28 September 2022

Command-line interface, or CLI in brief, specifies how a user interacts with a program on the command line. Torsten Seemann wrote a good article on creating CLI. This blog post adds a few more suggestions.

1. Keep the backward compatibility of CLI as much as possible

Backward compatibility here means users can upgrade and run a tool without changing the command lines they used in the past. This implies we should not remove or change the meaning of an existing option. It is ok to add new options. Backward compatibility, in my opinion, is the most important factor in CLI design and outweighs all the following points.

2. Human-first: command lines are meant for a human to type

It is important to keep CLI simple such that a human can remember the basic syntax and type a command line without reading the full manual or looking back through the bash history. For this goal, the tool should only require indispensable input (e.g. input files) and it should set sensible default values good for general use cases.

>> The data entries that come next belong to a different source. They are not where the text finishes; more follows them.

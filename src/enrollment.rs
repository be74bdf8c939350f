// Enrollment Reconciler - move, re-date or create one affiliation
//
// Columns: identity_id, user_sfid, user_name, user_email, project_slug,
// to_org_name (required), to_start_date, to_end_date, and from_org_name,
// from_start_date, from_end_date locating the enrollment to change.
//
// Without from_org_name the row inserts a new enrollment. An identical
// enrollment that already exists is reported by the store as a collision.

use chrono::NaiveDate;
use rusqlite::types::Value;
use tracing::{debug, info, warn};

use crate::commit::{self, Mutation};
use crate::context::{PrimaryKind, RunContext};
use crate::dates;
use crate::error::{ReconcileError, RowContext};
use crate::identity::lock_identity;
use crate::outcome::{Outcome, Warning};
use crate::row::ChangeRow;
use crate::sql::{self, describe, FieldChange, Stamp, Statement, Update, LOCKED_BY};
use crate::store::{EnrollmentKey, EnrollmentRecord, Store};

/// Organization and range the row wants the enrollment to have.
#[derive(Debug, Clone)]
struct EnrollmentTarget<'a> {
    org_name: &'a str,
    organization_id: i64,
    start: NaiveDate,
    end: NaiveDate,
}

impl EnrollmentTarget<'_> {
    fn diff(&self, current: &EnrollmentRecord, current_org_name: &str) -> Vec<FieldChange> {
        let mut changes = Vec::new();
        if current.organization_id != self.organization_id {
            changes.push(FieldChange {
                column: "organization_id",
                before: format!("{}/{}", current_org_name, current.organization_id),
                after: format!("{}/{}", self.org_name, self.organization_id),
                value: Value::Integer(self.organization_id),
            });
        }
        for (column, before, after) in [
            ("start", current.start, self.start),
            ("end", current.end, self.end),
        ] {
            if before != after {
                changes.push(FieldChange {
                    column,
                    before: before.to_string(),
                    after: after.to_string(),
                    value: sql::date(after),
                });
            }
        }
        changes
    }
}

/// The single enrollment named by `key`, or the warning explaining why not.
fn match_one(
    store: &dyn Store,
    key: &EnrollmentKey,
    org_name: &str,
    row: &ChangeRow,
) -> Result<Result<EnrollmentRecord, Warning>, ReconcileError> {
    let mut found = store
        .find_enrollments(key, 2)
        .for_row(row, "error reading enrollments")?;
    match found.len() {
        1 => Ok(Ok(found.remove(0))),
        0 => {
            warn!(
                "cannot find enrollment with uuid={} project_slug={} organization={}/{} start={} end={} (row {})",
                key.merged_id, key.project_slug, org_name, key.organization_id, key.start, key.end, row
            );
            Ok(Err(Warning::NoMatchingEnrollment))
        }
        _ => {
            warn!(
                "found more than one enrollment with uuid={} project_slug={} organization={}/{} start={} end={} (row {})",
                key.merged_id, key.project_slug, org_name, key.organization_id, key.start, key.end, row
            );
            Ok(Err(Warning::AmbiguousEnrollment))
        }
    }
}

fn parse_date(
    row: &ChangeRow,
    column: &str,
    open: fn(&str) -> Result<NaiveDate, dates::DateParseError>,
    id: &str,
    merged_id: &str,
) -> Result<NaiveDate, ReconcileError> {
    open(row.get(column)).map_err(|e| {
        ReconcileError::input(row, format!("identity_id {}/{} {} ({})", id, merged_id, e, column))
    })
}

/// Apply one affiliation correction row.
pub fn reconcile_enrollment(
    ctx: &RunContext,
    store: &dyn Store,
    row: &ChangeRow,
) -> Result<Outcome, ReconcileError> {
    debug!("{}", row);

    let id = row.trimmed("identity_id");
    if id.is_empty() {
        return Err(ReconcileError::input(row, "identity_id cannot be empty"));
    }

    let Some(identity) = store.identity(id).for_row(row, "error reading identity")? else {
        warn!("cannot find identity with id={} (row {})", id, row);
        return Ok(Outcome::Warning(Warning::IdentityNotFound));
    };
    let merged_id = identity.merged_id;
    debug!("Found: uuid {} for id {}", merged_id, id);

    let from_org = row.trimmed("from_org_name");
    let from_start = parse_date(row, "from_start_date", dates::parse_start, id, &merged_id)?;
    let from_end = parse_date(row, "from_end_date", dates::parse_end, id, &merged_id)?;

    let to_org = row.trimmed("to_org_name");
    if to_org.is_empty() {
        return Err(ReconcileError::input(
            row,
            format!("identity_id {}/{} to_org_name cannot be empty", id, merged_id),
        ));
    }
    let to_start = parse_date(row, "to_start_date", dates::parse_start, id, &merged_id)?;
    let to_end = parse_date(row, "to_end_date", dates::parse_end, id, &merged_id)?;

    // Unknown references are expected noise: the cache reports each once
    let external_slug = row.trimmed("project_slug");
    let project_slug = if external_slug.is_empty() {
        String::new()
    } else {
        match ctx
            .cache
            .internal_slug(store, external_slug)
            .for_row(row, "error resolving project slug")?
        {
            Some(slug) => slug,
            None => {
                debug!("identity_id {}/{} unknown project slug {}", id, merged_id, external_slug);
                return Ok(Outcome::Warning(Warning::UnresolvedReference));
            }
        }
    };

    let from_org_id = if from_org.is_empty() {
        None
    } else {
        match ctx
            .cache
            .organization_id(store, from_org)
            .for_row(row, "error resolving organization")?
        {
            Some(org_id) => Some(org_id),
            None => {
                debug!("identity_id {}/{} unknown organization {}", id, merged_id, from_org);
                return Ok(Outcome::Warning(Warning::UnresolvedReference));
            }
        }
    };

    let Some(to_org_id) = ctx
        .cache
        .organization_id(store, to_org)
        .for_row(row, "error resolving organization")?
    else {
        debug!("identity_id {}/{} unknown organization {}", id, merged_id, to_org);
        return Ok(Outcome::Warning(Warning::UnresolvedReference));
    };

    let target = EnrollmentTarget {
        org_name: to_org,
        organization_id: to_org_id,
        start: to_start,
        end: to_end,
    };
    let match_key = |merged_id: &str, organization_id: i64| EnrollmentKey {
        merged_id: merged_id.to_string(),
        project_slug: project_slug.clone(),
        organization_id,
        start: from_start,
        end: from_end,
    };

    // Update mode: the from_* columns must name exactly one enrollment
    match from_org_id {
        Some(org_id) => {
            let key = match_key(&merged_id, org_id);
            let current = match match_one(store, &key, from_org, row)? {
                Ok(current) => current,
                Err(warning) => return Ok(Outcome::Warning(warning)),
            };
            debug!("Found: ({}) for {:?}", current.id, key);

            let changes = target.diff(&current, from_org);
            if changes.is_empty() {
                debug!(
                    "enrollment {} for identity_id {}/{} nothing changed",
                    current.id, id, merged_id
                );
                return Ok(Outcome::NoChange);
            }
        }
        None => debug!("identity {}/{} insert mode", id, merged_id),
    }

    let Some((_lock, fresh)) =
        lock_identity(ctx, store, id, &merged_id).for_row(row, "error reading identity")?
    else {
        warn!("identity with id={} disappeared (row {})", id, row);
        return Ok(Outcome::Warning(Warning::IdentityNotFound));
    };
    let merged_id = fresh.merged_id;

    let who = format!(
        "email:{},name:{},sfid:{}",
        row.trimmed("user_email"),
        row.trimmed("user_name"),
        row.trimmed("user_sfid")
    );
    let stamp = Stamp::now(who.as_str());

    let mutation = match from_org_id {
        Some(org_id) => {
            // Re-match under the lock; another row may have moved it meanwhile
            let key = match_key(&merged_id, org_id);
            let current = match match_one(store, &key, from_org, row)? {
                Ok(current) => current,
                Err(warning) => return Ok(Outcome::Warning(warning)),
            };
            let changes = target.diff(&current, from_org);
            if changes.is_empty() {
                debug!("enrollment {} already up to date", current.id);
                return Ok(Outcome::NoChange);
            }

            let statement = Update::with_changes(PrimaryKind::Enrollment.table(), &changes)
                .finish(&stamp, "id", Value::Integer(current.id));
            Mutation {
                kind: PrimaryKind::Enrollment,
                statement,
                key: Some(current.id.to_string()),
                merged_id: merged_id.clone(),
                stamp,
                summary: format!(
                    "enrollment {} identity_id {}/{} {} by {}",
                    current.id,
                    id,
                    merged_id,
                    describe(&changes),
                    who
                ),
            }
        }
        None => {
            let statement = Statement::new(
                "insert into enrollments(uuid, organization_id, project_slug, \"start\", \"end\", \
                 last_modified, last_modified_by, locked_by) values(?, ?, ?, ?, ?, ?, ?, ?)",
                vec![
                    sql::text(merged_id.as_str()),
                    Value::Integer(to_org_id),
                    sql::text_or_null(&project_slug),
                    sql::date(to_start),
                    sql::date(to_end),
                    sql::text(stamp.modified_at.as_str()),
                    sql::text(stamp.modified_by.as_str()),
                    sql::text(LOCKED_BY),
                ],
            );
            Mutation {
                kind: PrimaryKind::Enrollment,
                statement,
                key: None,
                merged_id: merged_id.clone(),
                stamp,
                summary: format!(
                    "new enrollment identity_id {}/{} {}/{} {} {} {} by {}",
                    id, merged_id, to_org, to_org_id, project_slug, to_start, to_end, who
                ),
            }
        }
    };

    if ctx.config.dry_run {
        info!("{}", mutation.summary);
        debug!("{}", mutation.statement);
        return Ok(Outcome::DryRun);
    }

    commit::apply(ctx, store, &mutation, row)
}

What are good default values has to be analyzed on a case-by-case basis. I only mention one example. A common parameter used by high-performance tools is the number of parallel threads. In my opinion, a tool should not attempt to use all available CPUs by default because this default behavior may greatly impact many users in a cluster environment. Some of my tools use 3 or 4 threads by default. Defaulting to one thread is perhaps more common.

Command-line tools are also invoked in shell scripts or workflow scripts. In this case, we do not repeatedly type command lines. An explicit and verbose CLI may help to reduce typos and is preferred. It is worth considering such use cases. Nonetheless, the human-first principle is still more important.

3. If possible, read/write a file as a data stream

With file streaming, we read or write a file without jumping back and forth using something like seek() calls. Streaming is essential to unix pipes and will make the tool work nicely with others. By convention, it is also preferred to support a single dash - for standard input/output, but this is not that important in unix as we can use /dev/stdin or /dev/stdout as long as the tool supports file streaming.

A corallary is not to guess the input/output file formats by file extensions because data streams do not have file extensions. We may use named pipe but it is awkward.

4. Print useful information to the standard error output

It would be good for a tool to print the version number and the full command line in use. I often find this is helpful when going back to old analysis. I recommend to print something like “Done!” when the tool finishes. This lets users know the tool has not crashed in the middle. Printing progress is also convenient for a long running job as users may get a rough estimate about how long the job will take.

All these messages should be printed to the standard error output, not to the standard output. The standard output is meant to be used for piping (see suggestion 3). In addition, in many languages, text outputted to the standard output is bufferred by default for efficiency. It may not be written to the output when the tool is interrupted. The standard error output is usually not bufferred and is more useful for logging and debugging.

5. Use a getopt-compatible library to parse command-line options

This is a minor point. The unix/GNU getopt convention allows both short options and long options with multiple variations (see this article for details). Most unix tools, except gcc, follow this convention. The standard libraries in many languages also support it. A tool adopting different behaviors will increase the chance of misuses. Some may argue the unix convention is confusing but breaking the convention is worse.